The agency also will have an executive director, appointed by the board, and a chief privacy auditor. Staff support for the agency is to be provided by the attorney general until it is able to hire its own staff.
Funding for the agency is included in the CPRA, which directs an appropriation from California’s General Fund of $5 million during fiscal year 2020–21 and $10 million each fiscal year thereafter. This funding provision is operative on the effective date of the CPRA.
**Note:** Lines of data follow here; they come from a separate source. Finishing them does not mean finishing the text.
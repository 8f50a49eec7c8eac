//! Error types for remote hooks.
//!
//! - [`LoadError`] - why a remote hook could not be resolved; surfaced in the
//!   consumer's `error` field, never raised into the tree
//! - [`BoxError`] - failures returned by argument listeners

use thiserror::Error;

/// A boxed error type for listener failures.
pub type BoxError = Box<dyn std::error::Error + Send + Sync + 'static>;

/// Failure to resolve a remote hook.
#[derive(Error, Debug, Clone, PartialEq, Eq)]
pub enum LoadError {
    /// No remote container is registered under this scope.
    #[error("scope `{scope}` not found")]
    ScopeNotFound { scope: String },

    /// The scope exists but does not expose the module.
    #[error("module `{module}` not found in scope `{scope}`")]
    ModuleNotFound { scope: String, module: String },

    /// The module exists but has no export under this name.
    #[error("import `{import_name}` not found in `{scope}/{module}`")]
    ImportNotFound {
        scope: String,
        module: String,
        import_name: String,
    },

    /// The resolver failed for another reason; the message is passed through.
    #[error("{0}")]
    Failed(String),
}

impl LoadError {
    pub fn message(message: impl Into<String>) -> Self {
        LoadError::Failed(message.into())
    }
}

impl From<BoxError> for LoadError {
    fn from(err: BoxError) -> Self {
        LoadError::Failed(err.to_string())
    }
}
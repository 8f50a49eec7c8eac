//! Registry store: per-consumer hook state plus the callback that re-renders
//! the consumer.
//!
//! Writes never re-render anything by themselves; the entry's `notify` is
//! what forces the owning consumer to read the new state.

use std::cell::RefCell;
use std::fmt;
use std::rc::Rc;

use hashbrown::HashMap;
use uuid::Uuid;

use crate::error::LoadError;
use crate::value::Value;

/// Identifies one live `useRemoteHook` call site instance. Correlates the
/// registry entry, the argument subscription and the loaded hook.
#[derive(Debug, Clone, Copy, PartialEq, Eq, Hash, PartialOrd, Ord)]
pub struct ConsumerId(Uuid);

impl ConsumerId {
    pub fn new() -> Self {
        Self(Uuid::new_v4())
    }

    /// Id handed out outside a provider; never stored anywhere.
    pub const fn empty() -> Self {
        Self(Uuid::nil())
    }

    pub fn is_empty(&self) -> bool {
        self.0.is_nil()
    }
}

impl Default for ConsumerId {
    fn default() -> Self {
        Self::empty()
    }
}

impl fmt::Display for ConsumerId {
    fn fmt(&self, f: &mut fmt::Formatter<'_>) -> fmt::Result {
        fmt::Display::fmt(&self.0, f)
    }
}

/// Last known state of one consumer. Fields stay `None` until first written.
#[derive(Debug, Clone, Default, PartialEq)]
pub struct HookState {
    pub loading: Option<bool>,
    pub error: Option<LoadError>,
    pub hook_result: Option<Value>,
}

impl HookState {
    /// Shallow merge: every field present in `patch` overwrites, the rest
    /// keep their value.
    pub fn apply(&mut self, patch: StatePatch) {
        if let Some(loading) = patch.loading {
            self.loading = Some(loading);
        }
        if let Some(error) = patch.error {
            self.error = error;
        }
        if let Some(hook_result) = patch.hook_result {
            self.hook_result = Some(hook_result);
        }
    }
}

/// Partial update for a [`HookState`].
#[derive(Debug, Clone, Default, PartialEq)]
pub struct StatePatch {
    pub loading: Option<bool>,
    /// `Some(None)` clears the error.
    pub error: Option<Option<LoadError>>,
    pub hook_result: Option<Value>,
}

impl StatePatch {
    pub fn new() -> Self {
        Self::default()
    }

    pub fn loading(mut self, loading: bool) -> Self {
        self.loading = Some(loading);
        self
    }

    pub fn error(mut self, error: Option<LoadError>) -> Self {
        self.error = Some(error);
        self
    }

    pub fn hook_result(mut self, hook_result: Value) -> Self {
        self.hook_result = Some(hook_result);
        self
    }
}

pub type Notify = Rc<dyn Fn()>;

struct RegistryEntry {
    state: HookState,
    notify: Notify,
}

/// Tree-scoped table of [`HookState`]s keyed by [`ConsumerId`].
#[derive(Default)]
pub struct RegistryStore {
    entries: RefCell<HashMap<ConsumerId, RegistryEntry>>,
}

impl RegistryStore {
    pub fn new() -> Self {
        Self::default()
    }

    /// Create an empty entry under a fresh id.
    pub fn subscribe(&self, notify: Notify) -> ConsumerId {
        let id = ConsumerId::new();
        self.entries.borrow_mut().insert(
            id,
            RegistryEntry {
                state: HookState::default(),
                notify,
            },
        );
        id
    }

    /// Merge `patch` into the entry and notify its consumer. Returns `false`
    /// and does nothing when the entry is gone.
    pub fn update_state(&self, id: ConsumerId, patch: StatePatch) -> bool {
        let notify = {
            let mut entries = self.entries.borrow_mut();
            let Some(entry) = entries.get_mut(&id) else {
                return false;
            };
            entry.state.apply(patch);
            Rc::clone(&entry.notify)
        };
        // Outside the borrow: the consumer may read its state right away.
        notify();
        true
    }

    pub fn get_state(&self, id: ConsumerId) -> Option<HookState> {
        self.entries.borrow().get(&id).map(|entry| entry.state.clone())
    }

    pub fn contains(&self, id: ConsumerId) -> bool {
        self.entries.borrow().contains_key(&id)
    }

    pub fn remove(&self, id: ConsumerId) -> bool {
        self.entries.borrow_mut().remove(&id).is_some()
    }

    pub fn len(&self) -> usize {
        self.entries.borrow().len()
    }

    pub fn is_empty(&self) -> bool {
        self.entries.borrow().is_empty()
    }
}
use std::cell::RefCell;
use std::rc::Rc;

/// Single-threaded owner for values remembered by the composer.
///
/// The slot table keeps one handle and every `remember` call at the same
/// position hands out a clone of it, so state survives recomposition.
pub struct Owned<T> {
    inner: Rc<RefCell<T>>,
}

impl<T> Clone for Owned<T> {
    fn clone(&self) -> Self {
        Self {
            inner: Rc::clone(&self.inner),
        }
    }
}

impl<T> Owned<T> {
    pub fn new(value: T) -> Self {
        Self {
            inner: Rc::new(RefCell::new(value)),
        }
    }

    /// Run `f` with an immutable reference to the stored value.
    pub fn with<R>(&self, f: impl FnOnce(&T) -> R) -> R {
        let borrow = self.inner.borrow();
        f(&*borrow)
    }

    /// Run `f` with a mutable reference to the stored value.
    pub fn update<R>(&self, f: impl FnOnce(&mut T) -> R) -> R {
        let mut borrow = self.inner.borrow_mut();
        f(&mut *borrow)
    }

    /// Replace the stored value, returning the previous one.
    pub fn replace(&self, new_value: T) -> T {
        std::mem::replace(&mut *self.inner.borrow_mut(), new_value)
    }

    pub fn ptr_eq(&self, other: &Self) -> bool {
        Rc::ptr_eq(&self.inner, &other.inner)
    }
}

impl<T: Clone> Owned<T> {
    pub fn get(&self) -> T {
        self.with(T::clone)
    }
}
Agency’s rulemaking authority
Like the establishment of the agency, the “Regulations” provision of the CPRA (1798.185) also will be effective immediately (Section 31), and rulemaking will be an important agency function. The attorney general initially will have rulemaking authority under the CPRA (as he does now under CCPA), but the agency will assume these rulemaking responsibilities by July 1, 2021, or within six months of the agency providing notice to the attorney general that it is ready to do so. Final CPRA regulations are to be adopted by July 1, 2022, a year ahead of its enforcement.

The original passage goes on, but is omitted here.